Dear reader,
Let me tell you about the most remarkable literary long-distance relationship I have encountered in my reading life.
Imagine being a political prisoner and thinking, “You know what would make this incarceration bearable? Writing 196 letters to my 12-year-old daughter explaining the entire history of human civilisation.” That is exactly what Jawaharlal Nehru did while imprisoned by the British in the early 1930s, creating what would become a book I have always admired for its grandeur, simplicity, intellectual richness, and sheer elegance.
You have guessed right: I am talking about Glimpses of World History.
I first read this book during what I like to call my pretentious reading phase in my teens (which, let us be honest, never really ended). What I expected was a dry historical tome. What I got instead was literary parenting so rich and deep that it makes our conventional approaches to teaching history seem lacking in vision.
The book became my unlikely spiritual companion through the chaotic years that followed—a relationship that bordered on the embarrassingly intimate. I would return to it during college all-nighters, career crises, and all that jazz. Each time, like some literary version of those 3D Magic Eye posters from the 1990s, new patterns would emerge that I had somehow missed before.
But the greatest plot twist in my relationship with Glimpses arrived when I became a father myself. Suddenly, passages I had earlier appreciated for their historical insight became an instruction manual for parenting that I never requested but desperately needed. It was as if Nehru had somehow anticipated my future struggles explaining to a toddler why we cannot have ice cream for breakfast and left coded messages across time.
Which is why I thought about the book this past week, when the world was busy chatting about the Netflix psychological drama Adolescence.
As a father to two boys—one in his teens (pray for me)—I especially appreciate the extraordinary nature of Nehru’s parental devotion. To me, his letters represent perhaps the most ambitious act of parenting-from-afar ever documented. Most parents struggle to maintain a meaningful connection during brief separations; I can barely manage a coherent text message from the grocery store. Meanwhile, Nehru built an entire educational framework while imprisoned—a fact that always awed me.
On his daughter’s birthday, unable to give material gifts, Nehru wrote: “What present can I send you from Naini Prison? My presents cannot be very material or solid. They can only be of the air and of the mind and spirit, such as a good fairy might have bestowed on you—things that even the high walls of prison cannot stop.”
Any parent who understands that our most valuable gifts to our children are not material possessions but perspective, knowledge, and wisdom—gifts that transcend physical boundaries and temporal limitations—would connect with the thought here. Though I am pretty sure my son would still prefer the latest PlayStation over my reflections on the Industrial Revolution.

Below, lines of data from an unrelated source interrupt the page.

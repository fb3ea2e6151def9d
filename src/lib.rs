//! Propositional entailment by truth trees.
//!
//! A [`TruthTree`] starts from the premises and the negated goal and breaks every composite
//! formula until each branch either contains a formula together with its complement or holds
//! nothing but literals. The premises entail the goal iff every branch closes.
//!
//! ```
//! let tree = truthtree::run(&["A > B", "A"], "B").unwrap();
//! assert!(tree.entails());
//! ```

pub mod common;
pub mod parser;
pub mod render;
pub mod tableau;

pub use common::{Formula, Valuation};
pub use parser::{main_connective, normalize, parse, ParseError};
pub use render::TreePrinter;
pub use tableau::{prove, NodeId, TruthTree};

/// Parse premises and goal text. Blank premises are skipped, a blank goal is an error.
pub fn parse_inputs<S: AsRef<str>>(
    premises: &[S],
    goal: &str,
) -> Result<(Vec<Formula>, Formula), ParseError> {
    if goal.trim().is_empty() {
        return Err(ParseError::MissingGoal);
    }
    let premises = premises
        .iter()
        .map(|premise| premise.as_ref().trim())
        .filter(|premise| !premise.is_empty())
        .map(parse)
        .collect::<Result<Vec<_>, _>>()?;
    let goal = parse(goal)?;
    Ok((premises, goal))
}

/// Parse premises and goal and expand their tree to completion.
pub fn run<S: AsRef<str>>(premises: &[S], goal: &str) -> Result<TruthTree, ParseError> {
    let (premises, goal) = parse_inputs(premises, goal)?;
    tracing::debug!("proving {} from {} premises", goal, premises.len());
    Ok(prove(premises, goal))
}
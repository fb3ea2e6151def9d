mod assignment;
mod formula;

pub use assignment::*;
pub use formula::*;

/// Two literals on the same branch disagree on the value of an atom.
#[derive(Debug, Clone, Copy, PartialEq, Eq, PartialOrd, Ord)]
pub struct Conflict {}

What makes Nehru’s approach to parenting remarkable is his refusal to talk down to his daughter. He treats her not as a child to be protected from complexity but as a developing mind eager to engage with the world’s biggest questions. “It is a good habit to read books,” he writes, “but I rather suspect those who read too many books quickly. I suspect them of not reading them properly at all, of just skimming through them, and forgetting them the day after.” I would not blame you if you felt this was written for today’s social media, information-deluge age.
Indeed, it feels like a direct critique of our age’s skim-an-article-and-pretend-expertise technique that many of us have perfected over the years.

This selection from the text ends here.